En el caso dominicano, el país obtuvo 37 puntos sobre 100, registrando un aumento de un punto con respecto al año anterior. Guyana alcanzó 40 puntos, también con una mejora mínima. Aun así, ambos continúan por debajo del promedio regional.
Panorama regional preocupante
El IPC 2025 evaluó a 182 países y territorios, donde una puntuación de cero representa altos niveles de corrupción y 100 indica una percepción muy baja. En América, el promedio regional se situó en 42 puntos, reflejando un estancamiento generalizado.
Según Transparencia Internacional, 12 de los 33 países del continente han empeorado considerablemente desde 2012, año en que se actualizó la metodología del estudio.
“Años de inacción gubernamental han erosionado la democracia y permitido el crecimiento del crimen organizado transnacional, afectando directamente a las personas al socavar los derechos humanos, los servicios públicos y la seguridad”, advirtió la organización.
Influencia del crimen organizado
El informe señala que en países como México (27 puntos), Brasil (35) y Colombia (37), la corrupción ha facilitado durante años la infiltración del crimen organizado transnacional en la política.

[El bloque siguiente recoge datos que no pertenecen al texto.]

use crate::storage::{CrawlStatus, SiteInfo};
use chrono::Utc;

/// Running counts for one crawl run, turned into `SiteInfo` at the end
#[derive(Debug, Clone, Default)]
pub struct CrawlTally {
    /// Fetches started (successful or not); bounded by max_pages
    pub pages_started: usize,
    pub pages_saved: usize,
    pub endpoints: usize,
    pub schemas: usize,
    pub failed_urls: Vec<String>,
    /// Title of the seed page, used as the site title
    pub site_title: Option<String>,
}

impl CrawlTally {
    pub fn record_saved(&mut self, endpoints: usize, schemas: usize) {
        self.pages_saved += 1;
        self.endpoints += endpoints;
        self.schemas += schemas;
    }

    pub fn record_failure(&mut self, url: &str) {
        self.failed_urls.push(url.to_string());
    }

    pub fn failed_count(&self) -> usize {
        self.failed_urls.len()
    }

    /// Builds the site summary for a finished run
    pub fn into_site_info(self, base_url: &str, status: CrawlStatus) -> SiteInfo {
        SiteInfo {
            base_url: base_url.to_string(),
            title: self.site_title.unwrap_or_else(|| base_url.to_string()),
            crawled_at: Utc::now(),
            page_count: self.pages_saved,
            endpoint_count: self.endpoints,
            schema_count: self.schemas,
            failed_count: self.failed_urls.len(),
            failed_urls: self.failed_urls,
            status,
        }
    }
}
use crate::state::PageState;
use crate::CrawlError;
use std::collections::HashMap;

/// Visited set for one crawl run
///
/// Keys are normalized URL strings. A URL enters the set when it is first
/// enqueued and never leaves, so each URL is fetched at most once per run.
/// Every state change goes through `transition`, which rejects moves the
/// state machine does not allow.
#[derive(Debug, Default)]
pub struct VisitedSet {
    states: HashMap<String, PageState>,
}

impl VisitedSet {
    pub fn new() -> Self {
        Self::default()
    }

    /// Current state of a URL; `Unseen` if it was never enqueued
    pub fn state(&self, url: &str) -> PageState {
        self.states.get(url).copied().unwrap_or(PageState::Unseen)
    }

    /// Whether the URL was ever enqueued in this run
    pub fn contains(&self, url: &str) -> bool {
        self.states.contains_key(url)
    }

    /// Checks and marks in one step: returns true (and records `Enqueued`)
    /// only the first time a URL is offered
    pub fn try_enqueue(&mut self, url: &str) -> bool {
        if self.contains(url) {
            return false;
        }
        self.states.insert(url.to_string(), PageState::Enqueued);
        true
    }

    /// Moves a URL to `next`
    pub fn transition(&mut self, url: &str, next: PageState) -> Result<(), CrawlError> {
        let current = self.state(url);
        if !current.can_transition_to(next) {
            return Err(CrawlError::InvalidTransition {
                url: url.to_string(),
                from: current,
                to: next,
            });
        }
        self.states.insert(url.to_string(), next);
        Ok(())
    }

    /// Number of URLs currently in `state`
    pub fn count(&self, state: PageState) -> usize {
        self.states.values().filter(|s| **s == state).count()
    }

    pub fn len(&self) -> usize {
        self.states.len()
    }

    pub fn is_empty(&self) -> bool {
        self.states.is_empty()
    }
}
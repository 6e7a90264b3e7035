//! State management module
//!
//! This module tracks the per-URL state machine of a crawl run and the
//! running tally the site summary is built from. Nothing here is persisted.

mod page_state;
mod tally;
mod visited;

pub use page_state::PageState;
pub use tally::CrawlTally;
pub use visited::VisitedSet;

Incluso naciones con mejores resultados, como Costa Rica (56) y Uruguay (73) —consideradas entre las democracias más sólidas de América Latina— enfrentan crecientes niveles de violencia alimentados por la corrupción y las redes criminales.
Los mejores y los peores del ranking
Los países mejor posicionados en la región fueron Canadá (75 puntos), Uruguay y Barbados (68). No obstante, Transparencia Internacional advirtió que su crecimiento ha sido limitado y que algunos muestran señales de retroceso.

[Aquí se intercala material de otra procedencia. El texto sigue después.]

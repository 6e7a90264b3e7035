//! Walking the content that follows an anchor element
//!
//! Documentation rarely nests an endpoint's tables inside the heading that
//! names it. The section of an anchor is the run of following siblings up to
//! the next heading of the same or a higher level, or the next endpoint line.

use crate::extract::endpoint::parse_endpoint_line;
use crate::extract::text::{class_contains, element_text, heading_level, spaced_text};
use scraper::{ElementRef, Selector};

/// A table together with the label that introduced it
#[derive(Debug, Clone)]
pub struct LabelledTable<'a> {
    pub element: ElementRef<'a>,
    pub label: Option<String>,
}

/// What was found between an anchor and the end of its section
#[derive(Debug, Clone, Default)]
pub struct Section<'a> {
    pub description: Option<String>,
    pub tables: Vec<LabelledTable<'a>>,
    pub definition_lists: Vec<ElementRef<'a>>,
}

/// Short text before a table that names it, such as "Query parameters:"
const MAX_LABEL_LEN: usize = 60;

const CONTAINERS: &[&str] = &["div", "section", "article", "details", "aside", "main"];

struct Walk<'a> {
    /// False inside an endpoint or schema block, where the walk covers the
    /// whole block
    bounded: bool,
    stop_level: u8,
    label: Option<String>,
    section: Section<'a>,
}

enum Step {
    Continue,
    Stop,
}

impl<'a> Walk<'a> {
    fn visit(&mut self, element: ElementRef<'a>) -> Step {
        let name = element.value().name();

        if let Some(level) = heading_level(&element) {
            let endpoint_line = parse_endpoint_line(&spaced_text(&element)).is_some();
            if self.bounded && (level <= self.stop_level || endpoint_line) {
                return Step::Stop;
            }
            if endpoint_line {
                return Step::Continue;
            }
            self.label = Some(element_text(&element));
            return Step::Continue;
        }

        match name {
            "table" => {
                let caption = Selector::parse("caption")
                    .ok()
                    .and_then(|s| element.select(&s).next())
                    .map(|c| element_text(&c));
                self.section.tables.push(LabelledTable {
                    element,
                    label: caption.or_else(|| self.label.clone()),
                });
            }
            "dl" => self.section.definition_lists.push(element),
            "p" | "pre" => {
                let text = element_text(&element);
                if is_exact_endpoint_line(&element) {
                    return if self.bounded { Step::Stop } else { Step::Continue };
                }
                if text.ends_with(':') && text.len() <= MAX_LABEL_LEN {
                    self.label = Some(text);
                } else if self.section.description.is_none() && name == "p" && !text.is_empty() {
                    self.section.description = Some(text);
                }
            }
            _ if CONTAINERS.contains(&name) => {
                if self.bounded && class_contains(&element, &["endpoint", "operation", "api-method"]) {
                    return Step::Stop;
                }
                return self.visit_descendants(element);
            }
            _ => {}
        }
        Step::Continue
    }

    fn visit_descendants(&mut self, container: ElementRef<'a>) -> Step {
        let Ok(selector) = Selector::parse("h1, h2, h3, h4, h5, h6, table, dl, p, pre") else {
            return Step::Continue;
        };
        for element in container.select(&selector) {
            if inside_table(&element, &container) {
                continue;
            }
            if let Step::Stop = self.visit(element) {
                return Step::Stop;
            }
        }
        Step::Continue
    }
}

/// True if `element` sits inside a table or list below `container`
fn inside_table(element: &ElementRef<'_>, container: &ElementRef<'_>) -> bool {
    element
        .ancestors()
        .take_while(|node| node.id() != container.id())
        .filter_map(|node| node.value().as_element())
        .any(|e| matches!(e.name(), "table" | "dl"))
}

fn is_exact_endpoint_line(element: &ElementRef<'_>) -> bool {
    crate::extract::endpoint::parse_exact_endpoint_line(&spaced_text(element)).is_some()
}

/// Collects the section that follows `anchor`
///
/// When the anchor has no element siblings (a heading wrapped in its own
/// `<div>`), the walk continues from the anchor's parent instead.
pub fn collect_section<'a>(anchor: ElementRef<'a>, stop_level: u8) -> Section<'a> {
    let mut walk = Walk {
        bounded: true,
        stop_level,
        label: None,
        section: Section::default(),
    };

    let start = if anchor.next_siblings().any(|n| n.value().is_element()) {
        Some(anchor)
    } else {
        anchor.parent().and_then(ElementRef::wrap)
    };

    if let Some(start) = start {
        for sibling in start.next_siblings().filter_map(ElementRef::wrap) {
            if let Step::Stop = walk.visit(sibling) {
                break;
            }
        }
    }

    walk.section
}

/// Collects everything inside a block element
pub fn collect_within(block: ElementRef<'_>) -> Section<'_> {
    let mut walk = Walk {
        bounded: false,
        stop_level: 0,
        label: None,
        section: Section::default(),
    };
    walk.visit_descendants(block);
    walk.section
}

En el extremo opuesto figuran Venezuela (10), Nicaragua (14) y Haití (16), caracterizados por altos niveles de represión, instituciones debilitadas o cooptadas y una corrupción estructural persistente.
En el caso venezolano, el informe indica que la puntuación refleja “años de corrupción generalizada y actividades ilícitas”, lo que ha contribuido al aumento de la pobreza y la desnutrición. A nivel mundial, solo Somalia y Sudán del Sur se ubicaron por debajo, con nueve puntos cada uno.

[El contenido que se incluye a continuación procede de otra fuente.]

//! Bounded retries with exponential backoff

use crate::config::RetryConfig;
use crate::crawler::fetcher::{FetchError, PageFetcher};
use std::time::Duration;
use url::Url;

/// How often and how patiently transient failures are retried
#[derive(Debug, Clone, PartialEq)]
pub struct RetryPolicy {
    /// Total attempts, including the first
    pub max_attempts: u32,
    pub base_delay: Duration,
    pub backoff_multiplier: f64,
}

impl RetryPolicy {
    pub fn from_config(config: &RetryConfig) -> Self {
        Self {
            max_attempts: config.max_attempts.max(1),
            base_delay: Duration::from_millis(config.base_delay_ms),
            backoff_multiplier: config.backoff_multiplier,
        }
    }

    /// A single attempt, no retries
    pub fn no_retry() -> Self {
        Self {
            max_attempts: 1,
            base_delay: Duration::ZERO,
            backoff_multiplier: 1.0,
        }
    }

    /// Delay before retry number `retry` (1-based):
    /// `base_delay * backoff_multiplier^(retry - 1)`
    pub fn delay_for(&self, retry: u32) -> Duration {
        let exponent = retry.saturating_sub(1).min(i32::MAX as u32) as i32;
        let seconds = self.base_delay.as_secs_f64() * self.backoff_multiplier.powi(exponent);
        Duration::try_from_secs_f64(seconds).unwrap_or(Duration::MAX)
    }
}

impl Default for RetryPolicy {
    fn default() -> Self {
        Self::from_config(&RetryConfig::default())
    }
}

/// Fetches `url`, retrying transient failures per `policy`
///
/// Terminal failures and the failure of the last attempt are returned as-is.
pub async fn fetch_with_retry<F: PageFetcher>(
    fetcher: &F,
    url: &Url,
    policy: &RetryPolicy,
) -> Result<String, FetchError> {
    let mut attempt = 1;
    loop {
        match fetcher.fetch(url).await {
            Ok(body) => return Ok(body),
            Err(error) if error.is_transient() && attempt < policy.max_attempts => {
                let delay = policy.delay_for(attempt);
                tracing::warn!(
                    "Attempt {}/{} for {} failed: {}; retrying in {:?}",
                    attempt,
                    policy.max_attempts,
                    url,
                    error,
                    delay
                );
                tokio::time::sleep(delay).await;
                attempt += 1;
            }
            Err(error) => return Err(error),
        }
    }
}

Estados Unidos en retroceso
Estados Unidos obtuvo 64 puntos, uno menos que el año anterior, alcanzando su puntuación más baja desde que se elabora el índice. Desde 2015, el país ha retrocedido 12 puntos, cuando registraba 76.
La ONG expresó preocupación por medidas recientes que podrían debilitar la independencia judicial, así como por la congelación temporal y el debilitamiento en la aplicación de la Ley de Prácticas Corruptas en el Extranjero (FCPA), lo que —según el informe— envía señales de tolerancia hacia prácticas empresariales corruptas.
Impacto en los servicios públicos
El informe subraya que la corrupción en los servicios públicos tiene consecuencias directas en la vida diaria de la población. Cita casos como Perú (30 puntos), donde se investigan presuntos sobornos en programas de alimentación escolar, y Argentina (36), por supuesta corrupción en la gestión de fondos para medicamentos destinados a personas con discapacidad.
Asimismo, advierte que la reducción del espacio cívico en países como El Salvador (32) y Ecuador (33) debilita la supervisión y la rendición de cuentas, agravada por leyes que limitan el acceso de las ONG a financiamiento y por la intimidación a medios de comunicación independientes.